TASK DETAILS: Extract each line from the entries below that has the string "path" in it.

[Collected data entries]
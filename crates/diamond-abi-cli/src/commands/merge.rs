use crate::cli::{InputArgs, OutputArgs};
use crate::support::{
    DROP_SAMPLE_LIMIT, apply_output_overrides, build_or_exit, module_source, print_sample_block,
    render_json_or_exit, resolve_config_or_exit, sample_with_truncation,
};
use diamond_abi_kernel::{DropReason, DroppedFragment};
use serde_json::json;

pub fn run(input: InputArgs, output: OutputArgs, json_output: bool) {
    let mut config = resolve_config_or_exit(&input);
    apply_output_overrides(&mut config, &output);
    let source = module_source(&input);
    let build = build_or_exit(&config, &source);

    let written = build.export(&config.export).unwrap_or_else(|e| {
        eprintln!("error: {e}");
        std::process::exit(1);
    });
    let written: Vec<String> = written.iter().map(|p| p.display().to_string()).collect();
    let summary = build.merged.summary();
    let digest = build.merged.digest();

    if json_output {
        let payload = json!({
            "name": build.name,
            "source": source.path().display().to_string(),
            "strict": config.strict,
            "fallbackOwner": config.fallback_owner,
            "modules": build.modules,
            "skipped": build.skipped,
            "summary": summary,
            "digest": digest,
            "written": written,
            "dropped": build.merged.dropped(),
            "abi": build.merged.abi(),
        });
        println!("{}", render_json_or_exit(&payload, "merge"));
        return;
    }

    println!("diamond-abi merge");
    println!();
    println!("  Name: {}", build.name);
    println!("  Source: {}", source.path().display());
    println!("  Modules: {} (skipped {})", summary.modules, build.skipped.len());
    println!("  Fragments kept: {}", summary.kept);
    println!("  Duplicates dropped: {}", summary.duplicates_dropped);
    println!("  Fallbacks dropped: {}", summary.fallbacks_dropped);
    println!(
        "  Fallback owner: {}",
        config.fallback_owner.as_deref().unwrap_or("(none)")
    );
    println!("  Digest: {digest}");

    let drops: Vec<String> = build.merged.dropped().iter().map(describe_drop).collect();
    let (drops, truncated) = sample_with_truncation(drops, DROP_SAMPLE_LIMIT);
    print_sample_block("Dropped", &drops, truncated);

    if config.export.is_empty() {
        println!("  Outputs: none configured");
    }
    for path in &written {
        println!("  Wrote: {path}");
    }
}

fn describe_drop(drop: &DroppedFragment) -> String {
    match &drop.reason {
        DropReason::Duplicate { key, first_owner } => {
            format!("{key} in {} (first declared by {first_owner})", drop.module)
        }
        DropReason::FallbackNotAllowed => {
            format!("fallback in {} (not the fallback owner)", drop.module)
        }
    }
}
//! Human-readable rendering of fragments.
//!
//! Produces the one-line signature form used by human-readable ABIs:
//! `function balanceOf(address owner) view returns (uint256)`.

use crate::fragment::{Fragment, Param};
use serde_json::Value;

pub fn human_readable(fragment: &Fragment) -> String {
    let params = format_params(fragment.inputs(), true);
    let mutability = fragment.str_field("stateMutability");

    match fragment {
        Fragment::Function(f) => {
            let mut out = format!("function {}({params})", f.name);
            if let Some(m) = mutability.filter(|m| *m != "nonpayable") {
                out.push(' ');
                out.push_str(m);
            }
            let outputs = outputs(fragment);
            if !outputs.is_empty() {
                out.push_str(&format!(" returns ({})", format_params(&outputs, false)));
            }
            out
        }
        Fragment::Event(f) => {
            let mut out = format!("event {}({params})", f.name);
            if fragment.raw().get("anonymous").and_then(Value::as_bool) == Some(true) {
                out.push_str(" anonymous");
            }
            out
        }
        Fragment::Error(f) => format!("error {}({params})", f.name),
        Fragment::Constructor(_) => with_payable(format!("constructor({params})"), mutability),
        Fragment::Fallback(_) => with_payable(format!("fallback({params})"), mutability),
        Fragment::Receive(_) => "receive() payable".to_string(),
        Fragment::Other { kind, .. } => kind.clone(),
    }
}

fn with_payable(mut out: String, mutability: Option<&str>) -> String {
    if mutability == Some("payable") {
        out.push_str(" payable");
    }
    out
}

// Outputs are pass-through data; unreadable entries are skipped.
fn outputs(fragment: &Fragment) -> Vec<Param> {
    fragment
        .raw()
        .get("outputs")
        .and_then(Value::as_array)
        .map(|items| items.iter().filter_map(|v| Param::from_value(v).ok()).collect())
        .unwrap_or_default()
}

fn format_params(params: &[Param], show_indexed: bool) -> String {
    params
        .iter()
        .map(|p| format_param(p, show_indexed))
        .collect::<Vec<_>>()
        .join(", ")
}

fn format_param(param: &Param, show_indexed: bool) -> String {
    let ty = param.display_type();
    let mut out = match ty.strip_prefix("tuple") {
        Some(suffix) if !param.components.is_empty() => {
            format!("tuple({}){suffix}", format_params(&param.components, false))
        }
        _ => ty.to_string(),
    };
    if show_indexed && param.indexed {
        out.push_str(" indexed");
    }
    if let Some(name) = &param.name {
        out.push(' ');
        out.push_str(name);
    }
    out
}

#[cfg(test)]
mod tests {
    use super::*;
    use serde_json::json;

    fn render(value: Value) -> String {
        human_readable(&Fragment::from_value(&value).expect("fragment should parse"))
    }

    #[test]
    fn renders_view_function_with_returns() {
        let text = render(json!({
            "type": "function",
            "name": "balanceOf",
            "inputs": [{"name": "owner", "type": "address", "internalType": "address"}],
            "outputs": [{"name": "", "type": "uint256", "internalType": "uint256"}],
            "stateMutability": "view"
        }));
        assert_eq!(text, "function balanceOf(address owner) view returns (uint256)");
    }

    #[test]
    fn omits_nonpayable() {
        let text = render(json!({
            "type": "function", "name": "poke", "inputs": [], "outputs": [],
            "stateMutability": "nonpayable"
        }));
        assert_eq!(text, "function poke()");
    }

    #[test]
    fn renders_indexed_event_params() {
        let text = render(json!({
            "type": "event",
            "name": "Transfer",
            "anonymous": false,
            "inputs": [
                {"indexed": true, "name": "from", "type": "address", "internalType": "address"},
                {"indexed": true, "name": "to", "type": "address", "internalType": "address"},
                {"indexed": false, "name": "value", "type": "uint256", "internalType": "uint256"}
            ]
        }));
        assert_eq!(
            text,
            "event Transfer(address indexed from, address indexed to, uint256 value)"
        );
    }

    #[test]
    fn expands_tuple_components() {
        let text = render(json!({
            "type": "function",
            "name": "diamondCut",
            "inputs": [{
                "name": "cuts",
                "type": "tuple[]",
                "internalType": "struct IDiamondCut.FacetCut[]",
                "components": [
                    {"name": "facetAddress", "type": "address", "internalType": "address"},
                    {"name": "functionSelectors", "type": "bytes4[]", "internalType": "bytes4[]"}
                ]
            }],
            "outputs": [],
            "stateMutability": "nonpayable"
        }));
        assert_eq!(
            text,
            "function diamondCut(tuple(address facetAddress, bytes4[] functionSelectors)[] cuts)"
        );
    }

    #[test]
    fn renders_unnamed_kinds() {
        assert_eq!(
            render(json!({"type": "fallback", "stateMutability": "payable"})),
            "fallback() payable"
        );
        assert_eq!(
            render(json!({"type": "receive", "stateMutability": "payable"})),
            "receive() payable"
        );
        assert_eq!(
            render(json!({
                "type": "constructor",
                "inputs": [{"name": "owner", "type": "address", "internalType": "address"}],
                "stateMutability": "nonpayable"
            })),
            "constructor(address owner)"
        );
        assert_eq!(
            render(json!({"type": "error", "name": "NotOwner", "inputs": []})),
            "error NotOwner()"
        );
    }
}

TASK OUTPUT:
            "source": source.path().display().to_string(),
    println!("  Source: {}", source.path().display());
    for path in &written {
        println!("  Wrote: {path}");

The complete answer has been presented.